Neelix is painted by some as creepy and incompetent-despite him being extremely helpful-almost desperately so.
He helps counsel Seven and B'lanna, asks Tuvok for security training(you know so he can be of use during emergencies or combat situations), provides information and such as long as he can(and outright does something less than ethical out of fear when he is at the limits of his knowledge), he uses his ship a few times to help the crew out of jams.
Neelix can come across as annoying, but he never acts out of malice, at most he doesn't respect people's boundaries or cues(sometimes), and genuinely wants to be as useful as he can be.
That's a good character in my book.
Serialization was the future of television, like it or not. Whether it hurts Trek in the long run remains to be seen.
See, Trek does best when its episodic morality allegories or exploration of sci fi concepts and such. While DS9 did well with a serialized war arc-it was in contradiction to the Trek of yore.

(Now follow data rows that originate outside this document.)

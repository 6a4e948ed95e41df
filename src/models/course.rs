//! Course model.
//!
//! A course is a catalog entry that students request. It is scheduled
//! through one or more offerings (sections). The weekly period load of a
//! course drives request priority, never conflict detection.

use serde::{Deserialize, Serialize};

/// A course in the static catalog.
#[derive(Debug, Clone, PartialEq, Eq, Serialize, Deserialize)]
pub struct Course {
    /// Unique course identifier.
    pub id: String,
    /// Human-readable name.
    pub name: String,
    /// Number of class periods the course meets per week.
    pub periods_per_week: u32,
}

impl Course {
    /// Creates a new course with no name and zero weekly periods.
    pub fn new(id: impl Into<String>) -> Self {
        Self {
            id: id.into(),
            name: String::new(),
            periods_per_week: 0,
        }
    }

    /// Sets the course name.
    pub fn with_name(mut self, name: impl Into<String>) -> Self {
        self.name = name.into();
        self
    }

    /// Sets the weekly period load.
    pub fn with_periods_per_week(mut self, periods: u32) -> Self {
        self.periods_per_week = periods;
        self
    }
}
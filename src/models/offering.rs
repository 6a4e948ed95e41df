//! Offering (section) model.
//!
//! An offering is one schedulable instance of a course: its own section
//! number, teacher, capacity, and set of weekly meeting periods. Students
//! are assigned to offerings, not to courses.

use serde::{Deserialize, Serialize};

/// A section of a course.
#[derive(Debug, Clone, PartialEq, Eq, Serialize, Deserialize)]
pub struct Offering {
    /// Unique offering identifier.
    pub id: String,
    /// Section number within the course.
    pub section: i32,
    /// Course this offering belongs to.
    pub course_id: String,
    /// Teacher assigned to the section.
    pub teacher_id: String,
    /// Seat count. Carried for callers and validation; the assigner
    /// does not enforce it. Defaults to 1, so set it with
    /// [`Offering::with_capacity`] for any section shared by several
    /// students, or reports will flag it as over capacity.
    pub capacity: i32,
}

impl Offering {
    /// Creates a new offering of `course_id`.
    ///
    /// Defaults: section 1, no teacher, capacity 1.
    pub fn new(id: impl Into<String>, course_id: impl Into<String>) -> Self {
        Self {
            id: id.into(),
            section: 1,
            course_id: course_id.into(),
            teacher_id: String::new(),
            capacity: 1,
        }
    }

    /// Sets the section number.
    pub fn with_section(mut self, section: i32) -> Self {
        self.section = section;
        self
    }

    /// Sets the teacher.
    pub fn with_teacher(mut self, teacher_id: impl Into<String>) -> Self {
        self.teacher_id = teacher_id.into();
        self
    }

    /// Sets the capacity.
    pub fn with_capacity(mut self, capacity: i32) -> Self {
        self.capacity = capacity;
        self
    }
}
//! Student-to-section assignment.
//!
//! - [`GreedyAssigner`]: ordered, single-pass assignment with per-student
//!   conflict tracking
//! - [`OfferingPicker`]: the injectable tie-break among eligible sections
//! - [`EnrollmentReport`]: fulfillment and section-balance metrics

mod config;
mod greedy;
mod picker;
mod report;

pub use config::AssignerConfig;
pub use greedy::GreedyAssigner;
pub use picker::{FirstEligible, OfferingPicker, RandomPicker};
pub use report::EnrollmentReport;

One example where serialization or rather the expectation of serialization hurts is Voyager's living witness-its a really great episode, one of Voyager's best and up there with the best overall-but people talk about the mobile emitter because they expect everything to be entirely consistent(or at least explained) and don't just appreciate the episode-or even talk about its themes or characters or whatever.
The Berman Era was the most consistent in quality, that's for sure. The Roddenberry and Bennett Eras wavered wildly and the Abrams and Kurtzman films and series are at best inconsistent so yeah, the TNG/DS9/VOY/ENT Era was the most consistently enjoyable and dialed into making the best stories possible(even when it failed).
The Berman era produced a solid baseline-you have good episodes, average to forgettable, classic "great episodes" and the occasional memorable "bad episode". Meaning I can sit and watch say three episodes of Berman trek-TNG, DS9, and VOY in a night, and it not wildly different in terms of how good it is.
Janeway was a competent and effective captain... most of the time. She certainly did make some questionable decisions.
Janeway cared about her crew's welfare and was more than willing to fight on their behalf, she also didn't make a beeline to earth but instead took advantage of her situation to explore, do science, make diplomatic contact, you know Starfleet's purpose-she was just going home doing it, instead of going outward away from home. If I were on Voyager I would be very confident in Janeway personally.